S.A. Prüm began auctioning off its collection of 1911 Wehlener Hammerstein and donating 100% of the sale to the German Breast Cancer Association, a decision taken by Raimund Prüm, when he was pondering what to do with this rare collection.  “My mother and my wife Pirjo both had breast cancer,” Raimund shared with me over lunch and a Prüm wine tasting at The Pierre Hotel during his visit to New York City. “So I decided I had to do something more to support them.”

Regina Varolli (center) with Pirjo and Raymond Prüm at The Pierre Hotel in NYC. When I asked if they had tasted the 1911 Wehlener Hammerstein, Pirjo replied laughing: “He opened one when I was out of town! So he tasted it, but I never have!” (Image credit CulEpi)

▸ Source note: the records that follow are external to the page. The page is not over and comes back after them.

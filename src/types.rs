//! Request and response types for the AWS JSON protocol
//! (`X-Amz-Target: AmazonSQS.<Action>`).

use serde::{Deserialize, Serialize};
use std::collections::HashMap;

// --- Shared types ---

#[derive(Debug, Clone, Serialize, Deserialize, Default, PartialEq, Eq)]
#[serde(rename_all = "PascalCase")]
pub struct MessageAttributeValue {
    pub data_type: String,
    #[serde(skip_serializing_if = "Option::is_none")]
    pub string_value: Option<String>,
    #[serde(skip_serializing_if = "Option::is_none")]
    pub binary_value: Option<String>,
}

#[derive(Debug, Clone, Serialize, Deserialize)]
#[serde(rename_all = "PascalCase")]
pub struct BatchResultErrorEntry {
    pub id: String,
    pub code: String,
    pub message: String,
    pub sender_fault: bool,
}

// --- CreateQueue ---

#[derive(Debug, Clone, Deserialize)]
#[serde(rename_all = "PascalCase")]
pub struct CreateQueueRequest {
    pub queue_name: String,
    #[serde(default)]
    pub attributes: Option<HashMap<String, String>>,
}

#[derive(Debug, Clone, Serialize)]
#[serde(rename_all = "PascalCase")]
pub struct CreateQueueResponse {
    pub queue_url: String,
}

// --- DeleteQueue ---

#[derive(Debug, Clone, Deserialize)]
#[serde(rename_all = "PascalCase")]
pub struct DeleteQueueRequest {
    pub queue_url: String,
}

// --- GetQueueUrl ---

#[derive(Debug, Clone, Deserialize)]
#[serde(rename_all = "PascalCase")]
pub struct GetQueueUrlRequest {
    pub queue_name: String,
    #[serde(default)]
    pub queue_owner_a_w_s_account_id: Option<String>,
}

#[derive(Debug, Clone, Serialize)]
#[serde(rename_all = "PascalCase")]
pub struct GetQueueUrlResponse {
    pub queue_url: String,
}

// --- ListQueues ---

#[derive(Debug, Clone, Deserialize, Default)]
#[serde(rename_all = "PascalCase")]
pub struct ListQueuesRequest {
    #[serde(default)]
    pub queue_name_prefix: Option<String>,
    #[serde(default)]
    pub max_results: Option<i32>,
    #[serde(default)]
    pub next_token: Option<String>,
}

#[derive(Debug, Clone, Serialize)]
#[serde(rename_all = "PascalCase")]
pub struct ListQueuesResponse {
    #[serde(skip_serializing_if = "Option::is_none")]
    pub queue_urls: Option<Vec<String>>,
    #[serde(skip_serializing_if = "Option::is_none")]
    pub next_token: Option<String>,
}

// --- GetQueueAttributes ---

#[derive(Debug, Clone, Deserialize)]
#[serde(rename_all = "PascalCase")]
pub struct GetQueueAttributesRequest {
    pub queue_url: String,
    #[serde(default)]
    pub attribute_names: Option<Vec<String>>,
}

#[derive(Debug, Clone, Serialize)]
#[serde(rename_all = "PascalCase")]
pub struct GetQueueAttributesResponse {
    pub attributes: HashMap<String, String>,
}

// --- SetQueueAttributes ---

#[derive(Debug, Clone, Deserialize)]
#[serde(rename_all = "PascalCase")]
pub struct SetQueueAttributesRequest {
    pub queue_url: String,
    pub attributes: HashMap<String, String>,
}

// --- PurgeQueue ---

#[derive(Debug, Clone, Deserialize)]
#[serde(rename_all = "PascalCase")]
pub struct PurgeQueueRequest {
    pub queue_url: String,
}

// --- SendMessage ---

#[derive(Debug, Clone, Deserialize)]
#[serde(rename_all = "PascalCase")]
pub struct SendMessageRequest {
    pub queue_url: String,
    pub message_body: String,
    #[serde(default)]
    pub delay_seconds: Option<i32>,
    #[serde(default)]
    pub message_attributes: Option<HashMap<String, MessageAttributeValue>>,
}

#[derive(Debug, Clone, Serialize)]
#[serde(rename_all = "PascalCase")]
pub struct SendMessageResponse {
    pub message_id: String,
    #[serde(rename = "MD5OfMessageBody")]
    pub md5_of_message_body: String,
    #[serde(rename = "MD5OfMessageAttributes", skip_serializing_if = "Option::is_none")]
    pub md5_of_message_attributes: Option<String>,
}

// --- SendMessageBatch ---

#[derive(Debug, Clone, Deserialize)]
#[serde(rename_all = "PascalCase")]
pub struct SendMessageBatchRequest {
    pub queue_url: String,
    pub entries: Vec<SendMessageBatchEntry>,
}

#[derive(Debug, Clone, Deserialize)]
#[serde(rename_all = "PascalCase")]
pub struct SendMessageBatchEntry {
    pub id: String,
    pub message_body: String,
    #[serde(default)]
    pub delay_seconds: Option<i32>,
    #[serde(default)]
    pub message_attributes: Option<HashMap<String, MessageAttributeValue>>,
}

#[derive(Debug, Clone, Serialize)]
#[serde(rename_all = "PascalCase")]
pub struct SendMessageBatchResponse {
    pub successful: Vec<SendMessageBatchResultEntry>,
    pub failed: Vec<BatchResultErrorEntry>,
}

#[derive(Debug, Clone, Serialize)]
#[serde(rename_all = "PascalCase")]
pub struct SendMessageBatchResultEntry {
    pub id: String,
    pub message_id: String,
    #[serde(rename = "MD5OfMessageBody")]
    pub md5_of_message_body: String,
    #[serde(rename = "MD5OfMessageAttributes", skip_serializing_if = "Option::is_none")]
    pub md5_of_message_attributes: Option<String>,
}

// --- ReceiveMessage ---

#[derive(Debug, Clone, Deserialize)]
#[serde(rename_all = "PascalCase")]
pub struct ReceiveMessageRequest {
    pub queue_url: String,
    #[serde(default)]
    pub max_number_of_messages: Option<i32>,
    #[serde(default)]
    pub visibility_timeout: Option<i32>,
    #[serde(default)]
    pub wait_time_seconds: Option<i32>,
    #[serde(default)]
    pub attribute_names: Option<Vec<String>>,
    #[serde(default)]
    pub message_attribute_names: Option<Vec<String>>,
}

#[derive(Debug, Clone, Serialize)]
#[serde(rename_all = "PascalCase")]
pub struct ReceiveMessageResponse {
    #[serde(skip_serializing_if = "Option::is_none")]
    pub messages: Option<Vec<ReceiveMessageResult>>,
}

#[derive(Debug, Clone, Serialize)]
#[serde(rename_all = "PascalCase")]
pub struct ReceiveMessageResult {
    pub message_id: String,
    pub receipt_handle: String,
    pub body: String,
    #[serde(rename = "MD5OfBody")]
    pub md5_of_body: String,
    #[serde(rename = "MD5OfMessageAttributes", skip_serializing_if = "Option::is_none")]
    pub md5_of_message_attributes: Option<String>,
    #[serde(skip_serializing_if = "Option::is_none")]
    pub attributes: Option<HashMap<String, String>>,
    #[serde(skip_serializing_if = "Option::is_none")]
    pub message_attributes: Option<HashMap<String, MessageAttributeValue>>,
}

// --- DeleteMessage ---

#[derive(Debug, Clone, Deserialize)]
#[serde(rename_all = "PascalCase")]
pub struct DeleteMessageRequest {
    pub queue_url: String,
    pub receipt_handle: String,
}

// --- DeleteMessageBatch ---

#[derive(Debug, Clone, Deserialize)]
#[serde(rename_all = "PascalCase")]
pub struct DeleteMessageBatchRequest {
    pub queue_url: String,
    pub entries: Vec<DeleteMessageBatchEntry>,
}

#[derive(Debug, Clone, Deserialize)]
#[serde(rename_all = "PascalCase")]
pub struct DeleteMessageBatchEntry {
    pub id: String,
    pub receipt_handle: String,
}

#[derive(Debug, Clone, Serialize)]
#[serde(rename_all = "PascalCase")]
pub struct DeleteMessageBatchResponse {
    pub successful: Vec<DeleteMessageBatchResultEntry>,
    pub failed: Vec<BatchResultErrorEntry>,
}

#[derive(Debug, Clone, Serialize)]
#[serde(rename_all = "PascalCase")]
pub struct DeleteMessageBatchResultEntry {
    pub id: String,
}

// --- ChangeMessageVisibility ---

#[derive(Debug, Clone, Deserialize)]
#[serde(rename_all = "PascalCase")]
pub struct ChangeMessageVisibilityRequest {
    pub queue_url: String,
    pub receipt_handle: String,
    pub visibility_timeout: i32,
}

// --- ChangeMessageVisibilityBatch ---

#[derive(Debug, Clone, Deserialize)]
#[serde(rename_all = "PascalCase")]
pub struct ChangeMessageVisibilityBatchRequest {
    pub queue_url: String,
    pub entries: Vec<ChangeMessageVisibilityBatchEntry>,
}

#[derive(Debug, Clone, Deserialize)]
#[serde(rename_all = "PascalCase")]
pub struct ChangeMessageVisibilityBatchEntry {
    pub id: String,
    pub receipt_handle: String,
    pub visibility_timeout: i32,
}

#[derive(Debug, Clone, Serialize)]
#[serde(rename_all = "PascalCase")]
pub struct ChangeMessageVisibilityBatchResponse {
    pub successful: Vec<ChangeMessageVisibilityBatchResultEntry>,
    pub failed: Vec<BatchResultErrorEntry>,
}

#[derive(Debug, Clone, Serialize)]
#[serde(rename_all = "PascalCase")]
pub struct ChangeMessageVisibilityBatchResultEntry {
    pub id: String,
}

// --- ListDeadLetterSourceQueues ---

#[derive(Debug, Clone, Deserialize)]
#[serde(rename_all = "PascalCase")]
pub struct ListDeadLetterSourceQueuesRequest {
    pub queue_url: String,
    #[serde(default)]
    pub max_results: Option<i32>,
    #[serde(default)]
    pub next_token: Option<String>,
}

#[derive(Debug, Clone, Serialize)]
pub struct ListDeadLetterSourceQueuesResponse {
    #[serde(rename = "queueUrls")]
    pub queue_urls: Vec<String>,
    #[serde(rename = "NextToken", skip_serializing_if = "Option::is_none")]
    pub next_token: Option<String>,
}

Raimund didn’t just rush to donate to a big-name charity however, he took a close look at where he would donate the funds raised by the auction.  “We inspected a lot of charities, and of course we read about the Susan G Komen Foundation and that they have $420 million.  But we couldn’t really find out if all of that money was actually going for breast cancer.  Initially I had wanted to donate there, but then I thought about it and said No.”

Explaining his reasoning behind this choice, Raimund continued, “I donate a lot of money to social organizations, but it’s very important that the money goes directly to the people who need help.  I look at the U.S., a country that is huge on giving to charity, but always we have the question, Does the money go to the right place, to the people who need it?  For example, I would never give to The Red Cross because they spend more money on things that don’t actually reach or help the people in need.”

Raimund is right to be concerned.  After our discussion, I turned to one of my partners here at CulEpi, Betty Winnacker, who does bookkeeping and tax filings for 501(c)(3) non-profit organizations, to see if she had any advice for potential donors who share Prüm’s apprehension, and she recommends looking into a charity’s tax filings before becoming a grantor or donor.  She explained, “the best way to track the money trail of a charity is to look up an organization’s Form-990.  Form-990 is often the only way to track a charity’s financials, and is often used by the IRS to determine if a charity is abusing its tax-exempt status.” Betty recommends visiting the website Guidestar and looking up the charity you’re considering donating to, before you whip out your credit card.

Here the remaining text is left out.